I came across these in a different search and found out what Nijmegen and Cherbourg NC actually are: neighborhoods of privatized military housing. There’s about a dozen of them at Fort Bragg, almost all of which are named after the locations of famous military battles: Ardennes, Normandy, Bougainville, Ste Mere Eglise, Bastogne etc.

There are not one but two unincorporated areas in Maryland named “Mexico” (there used to be three!), and one named “New Mexico.”

Confirmation fairy sez:

Fuller and Beeson’s Michigan History, vol. 51, corroborates the source of the Michigan placename “Pori” as the Finnish city of that name.

It also attributes Liminga, MI to Finnish Liminka, and Wasas, MI to Finnish Wasa/Vasa/Vaasa.

Thank you, Kinstu. We’re definitely deficient on Finnish places. considering how many Finns emigrated here. I found a book that says there was a Helsing, WA at some point, named for Helsingfors (Swedish name for Helsinki) but I can’t find any evidence it still exists.
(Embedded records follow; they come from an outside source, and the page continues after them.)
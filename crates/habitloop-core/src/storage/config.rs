//! TOML-based application configuration.
//!
//! Stores:
//! - Storage backend selection and database file name
//! - Logging level and format
//! - Statistics window
//!
//! Configuration is stored at `~/.config/habitloop/config.toml`.

use serde::{Deserialize, Serialize};
use std::path::PathBuf;

use super::data_dir;
use crate::error::{ConfigError, CoreError, Result};

/// Which completion store backs the tracker.
#[derive(Debug, Clone, Copy, PartialEq, Eq, Serialize, Deserialize)]
#[serde(rename_all = "lowercase")]
pub enum StorageBackend {
    Sqlite,
    Memory,
}

/// Storage configuration.
#[derive(Debug, Clone, Serialize, Deserialize)]
pub struct StorageConfig {
    #[serde(default = "default_backend")]
    pub backend: StorageBackend,
    /// Relative paths resolve against the data directory.
    #[serde(default = "default_database_file")]
    pub database_file: String,
}

/// Logging configuration.
#[derive(Debug, Clone, Serialize, Deserialize)]
pub struct LoggingConfig {
    /// An `EnvFilter` directive; `RUST_LOG` takes precedence.
    #[serde(default = "default_log_level")]
    pub level: String,
    #[serde(default)]
    pub json: bool,
}

/// Statistics configuration.
#[derive(Debug, Clone, Serialize, Deserialize)]
pub struct StatsConfig {
    #[serde(default = "default_progress_days")]
    pub progress_days: u32,
}

/// Application configuration.
///
/// Serialized to/from TOML at `~/.config/habitloop/config.toml`.
#[derive(Debug, Clone, Default, Serialize, Deserialize)]
pub struct Config {
    #[serde(default)]
    pub storage: StorageConfig,
    #[serde(default)]
    pub logging: LoggingConfig,
    #[serde(default)]
    pub stats: StatsConfig,
}

fn default_backend() -> StorageBackend {
    StorageBackend::Sqlite
}
fn default_database_file() -> String {
    "habitloop.db".into()
}
fn default_log_level() -> String {
    "warn".into()
}
fn default_progress_days() -> u32 {
    7
}

impl Default for StorageConfig {
    fn default() -> Self {
        Self {
            backend: default_backend(),
            database_file: default_database_file(),
        }
    }
}

impl Default for LoggingConfig {
    fn default() -> Self {
        Self {
            level: default_log_level(),
            json: false,
        }
    }
}

impl Default for StatsConfig {
    fn default() -> Self {
        Self {
            progress_days: default_progress_days(),
        }
    }
}

impl Config {
    fn get_json_value_by_path<'a>(
        root: &'a serde_json::Value,
        key: &str,
    ) -> Option<&'a serde_json::Value> {
        if key.is_empty() {
            return None;
        }

        let mut current = root;
        for part in key.split('.') {
            current = current.get(part)?;
        }
        Some(current)
    }

    fn set_json_value_by_path(
        root: &mut serde_json::Value,
        key: &str,
        value: &str,
    ) -> Result<(), ConfigError> {
        let unknown = || ConfigError::UnknownKey(key.to_string());
        let invalid = |message: String| ConfigError::InvalidValue {
            key: key.to_string(),
            message,
        };

        let mut parts = key.split('.').peekable();
        if key.is_empty() {
            return Err(unknown());
        }

        let mut current = root;
        while let Some(part) = parts.next() {
            if parts.peek().is_none() {
                let obj = current.as_object_mut().ok_or_else(unknown)?;
                let existing = obj.get(part).ok_or_else(unknown)?;

                let new_value = match existing {
                    serde_json::Value::Bool(_) => serde_json::Value::Bool(
                        value.parse::<bool>().map_err(|e| invalid(e.to_string()))?,
                    ),
                    serde_json::Value::Number(_) => {
                        let n = value
                            .parse::<u64>()
                            .map_err(|_| invalid(format!("cannot parse '{value}' as number")))?;
                        serde_json::Value::Number(n.into())
                    }
                    serde_json::Value::Object(_) | serde_json::Value::Array(_) => {
                        serde_json::from_str(value).map_err(|e| invalid(e.to_string()))?
                    }
                    _ => serde_json::Value::String(value.into()),
                };

                obj.insert(part.to_string(), new_value);
                return Ok(());
            }

            current = current.get_mut(part).ok_or_else(unknown)?;
        }

        Err(unknown())
    }

    fn path() -> Result<PathBuf> {
        Ok(data_dir()?.join("config.toml"))
    }

    /// Load from disk, writing the defaults on first run.
    ///
    /// # Errors
    ///
    /// Returns an error if the config file exists but cannot be parsed,
    /// or if the default config cannot be written to disk.
    pub fn load() -> Result<Self> {
        let path = Self::path()?;
        match std::fs::read_to_string(&path) {
            Ok(content) => toml::from_str(&content).map_err(|e| {
                CoreError::Config(ConfigError::LoadFailed {
                    path,
                    message: e.to_string(),
                })
            }),
            Err(e) if e.kind() == std::io::ErrorKind::NotFound => {
                let cfg = Self::default();
                cfg.save()?;
                Ok(cfg)
            }
            Err(e) => Err(e.into()),
        }
    }

    /// Persist to disk.
    ///
    /// # Errors
    ///
    /// Returns an error if the config cannot be serialized or written to disk.
    pub fn save(&self) -> Result<()> {
        let path = Self::path()?;
        let content = toml::to_string_pretty(self).map_err(|e| ConfigError::SaveFailed {
            path: path.clone(),
            message: e.to_string(),
        })?;
        std::fs::write(&path, content).map_err(|e| ConfigError::SaveFailed {
            path,
            message: e.to_string(),
        })?;
        Ok(())
    }

    /// Get a config value as string by dot-separated key.
    pub fn get(&self, key: &str) -> Option<String> {
        let json = serde_json::to_value(self).ok()?;
        let val = Self::get_json_value_by_path(&json, key)?;
        match val {
            serde_json::Value::String(s) => Some(s.clone()),
            other => Some(other.to_string()),
        }
    }

    /// Set a config value by key and save.
    ///
    /// # Errors
    ///
    /// Returns an error if the key is unknown, the value cannot be parsed,
    /// or the config cannot be saved.
    pub fn set(&mut self, key: &str, value: &str) -> Result<()> {
        self.apply(key, value)?;
        self.save()
    }

    /// Set a value in memory only.
    fn apply(&mut self, key: &str, value: &str) -> Result<()> {
        let mut json = serde_json::to_value(&*self)?;
        Self::set_json_value_by_path(&mut json, key, value)?;
        *self = serde_json::from_value(json).map_err(|e| ConfigError::InvalidValue {
            key: key.to_string(),
            message: e.to_string(),
        })?;
        Ok(())
    }

    /// Absolute path of the SQLite database file.
    pub fn database_path(&self) -> Result<PathBuf> {
        let file = PathBuf::from(&self.storage.database_file);
        if file.is_absolute() {
            Ok(file)
        } else {
            Ok(data_dir()?.join(file))
        }
    }

    /// Load from disk, returning default on error.
    /// This is a convenience method that never fails.
    pub fn load_or_default() -> Self {
        Self::load().unwrap_or_else(|e| {
            tracing::warn!(error = %e, "falling back to default configuration");
            Self::default()
        })
    }
}
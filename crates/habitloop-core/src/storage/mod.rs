//! Persistence adapters and configuration.
//!
//! The core never depends on a concrete engine: request handlers receive
//! a store implementing [`HabitStore`] and [`CompletionStore`], picked at
//! startup from [`Config`].

mod config;
pub mod database;
pub mod memory;
pub mod migrations;

pub use config::{Config, LoggingConfig, StatsConfig, StorageBackend, StorageConfig};
pub use database::SqliteStore;
pub use memory::MemoryStore;

use std::collections::BTreeSet;
use std::path::PathBuf;

use chrono::NaiveDate;

use crate::error::{ConfigError, Result};
use crate::habit::Habit;

/// Habit records.
pub trait HabitStore: Send + Sync {
    fn insert_habit(&self, habit: &Habit) -> Result<()>;

    /// # Errors
    /// [`CoreError::NotFound`](crate::CoreError::NotFound) for an unknown id.
    fn get_habit(&self, habit_id: &str) -> Result<Habit>;

    fn list_habits(&self, owner_id: Option<&str>) -> Result<Vec<Habit>>;

    fn update_habit(&self, habit: &Habit) -> Result<()>;

    /// Remove a habit together with its completions.
    fn delete_habit(&self, habit_id: &str) -> Result<()>;
}

/// Per-habit completion sets, stored as `YYYY-MM-DD` strings.
pub trait CompletionStore: Send + Sync {
    fn list_completions(&self, habit_id: &str) -> Result<BTreeSet<String>>;

    /// Flip membership of `day` atomically and return the resulting set.
    fn toggle(&self, habit_id: &str, day: NaiveDate) -> Result<BTreeSet<String>>;
}

/// Everything a tracker needs from its backing store.
pub trait Store: HabitStore + CompletionStore {}

impl<T: HabitStore + CompletionStore + ?Sized> Store for T {}

impl<T: HabitStore + ?Sized> HabitStore for Box<T> {
    fn insert_habit(&self, habit: &Habit) -> Result<()> {
        (**self).insert_habit(habit)
    }

    fn get_habit(&self, habit_id: &str) -> Result<Habit> {
        (**self).get_habit(habit_id)
    }

    fn list_habits(&self, owner_id: Option<&str>) -> Result<Vec<Habit>> {
        (**self).list_habits(owner_id)
    }

    fn update_habit(&self, habit: &Habit) -> Result<()> {
        (**self).update_habit(habit)
    }

    fn delete_habit(&self, habit_id: &str) -> Result<()> {
        (**self).delete_habit(habit_id)
    }
}

impl<T: CompletionStore + ?Sized> CompletionStore for Box<T> {
    fn list_completions(&self, habit_id: &str) -> Result<BTreeSet<String>> {
        (**self).list_completions(habit_id)
    }

    fn toggle(&self, habit_id: &str, day: NaiveDate) -> Result<BTreeSet<String>> {
        (**self).toggle(habit_id, day)
    }
}

/// Open the backend selected in `config`.
pub fn open_store(config: &Config) -> Result<Box<dyn Store>> {
    match config.storage.backend {
        StorageBackend::Sqlite => {
            let path = config.database_path()?;
            tracing::debug!(path = %path.display(), "opening sqlite store");
            Ok(Box::new(SqliteStore::open(path)?))
        }
        StorageBackend::Memory => {
            tracing::debug!("using in-memory store");
            Ok(Box::new(MemoryStore::new()))
        }
    }
}

/// Returns the data directory, creating it if needed.
///
/// `HABITLOOP_DATA_DIR` wins when set. Otherwise `~/.config/habitloop`,
/// or `~/.config/habitloop-dev` with `HABITLOOP_ENV=dev`.
///
/// # Errors
/// Returns an error if creating the directory fails.
pub fn data_dir() -> Result<PathBuf> {
    let dir = match std::env::var_os("HABITLOOP_DATA_DIR") {
        Some(custom) if !custom.is_empty() => PathBuf::from(custom),
        _ => {
            let base_dir = dirs::home_dir()
                .unwrap_or_else(|| PathBuf::from("."))
                .join(".config");
            let env = std::env::var("HABITLOOP_ENV").unwrap_or_else(|_| "production".to_string());
            if env == "dev" {
                base_dir.join("habitloop-dev")
            } else {
                base_dir.join("habitloop")
            }
        }
    };

    std::fs::create_dir_all(&dir)
        .map_err(|e| ConfigError::DataDir(format!("{}: {e}", dir.display())))?;
    Ok(dir)
}
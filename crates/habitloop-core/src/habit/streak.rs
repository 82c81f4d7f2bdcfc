//! Streak calculator.
//!
//! Streaks are counted in due occurrences, not calendar days: a weekly
//! habit gains one per week. Results are never stored as a source of
//! truth; they are recomputed from the completion set on demand.

use std::collections::BTreeSet;

use chrono::NaiveDate;
use serde::{Deserialize, Serialize};

use super::dates::parse_completion_set;
use super::occurrence::DueDates;
use super::Habit;

/// Current and longest streak of a habit.
///
/// `longest_streak >= current_streak` always holds.
#[derive(Debug, Clone, Copy, Default, PartialEq, Eq, Serialize, Deserialize)]
pub struct StreakResult {
    pub current_streak: u32,
    pub longest_streak: u32,
}

/// Compute streaks from stored completion strings.
///
/// Malformed records are dropped; duplicates and ordering don't matter.
pub fn compute_streaks<I, S>(habit: &Habit, completions: I, as_of: NaiveDate) -> StreakResult
where
    I: IntoIterator<Item = S>,
    S: AsRef<str>,
{
    compute_streaks_from_days(habit, &parse_completion_set(completions), as_of)
}

/// Compute streaks as of `as_of` from already-parsed completion days.
///
/// An occurrence due on `as_of` that is not yet completed does not break
/// the current streak. A missed occurrence before `as_of` does.
pub fn compute_streaks_from_days(
    habit: &Habit,
    completions: &BTreeSet<NaiveDate>,
    as_of: NaiveDate,
) -> StreakResult {
    let occurrences: Vec<NaiveDate> = DueDates::new(habit, habit.created_at, as_of).collect();

    let mut longest = 0u32;
    let mut run = 0u32;
    for day in &occurrences {
        if completions.contains(day) {
            run += 1;
            longest = longest.max(run);
        } else {
            run = 0;
        }
    }

    let mut pending = occurrences.as_slice();
    if let Some((last, earlier)) = pending.split_last() {
        if *last == as_of && !completions.contains(last) {
            pending = earlier;
        }
    }
    let current = pending
        .iter()
        .rev()
        .take_while(|day| completions.contains(day))
        .count() as u32;

    StreakResult {
        current_streak: current,
        longest_streak: longest,
    }
}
However, the same book gave me Tilsit, WA, which was named for Tbilisi, Georgia (the country) and Kenmore WA, named for a place in Ontario.

There’s going to be some significant changes to the page. All the data will still be there, but I got someone to review the page and he suggested a few changes, such as grouping England, Scotland, etc under the UK. But the biggest, at least as far as work goes, is that he says Wikipedia will want all these “named for” relationships cited with something other than another Wikipage. So I’m putting as much of that in as I can (lots and lots of Gannet cites). You don’t have to worry about that, though; all your additions are cited.

Anyway, that’s how I got the Washington cites above; the local library has an etymology book for that state, and I happen to run across them when looking up others we already have.

So thanks for the additions and citations.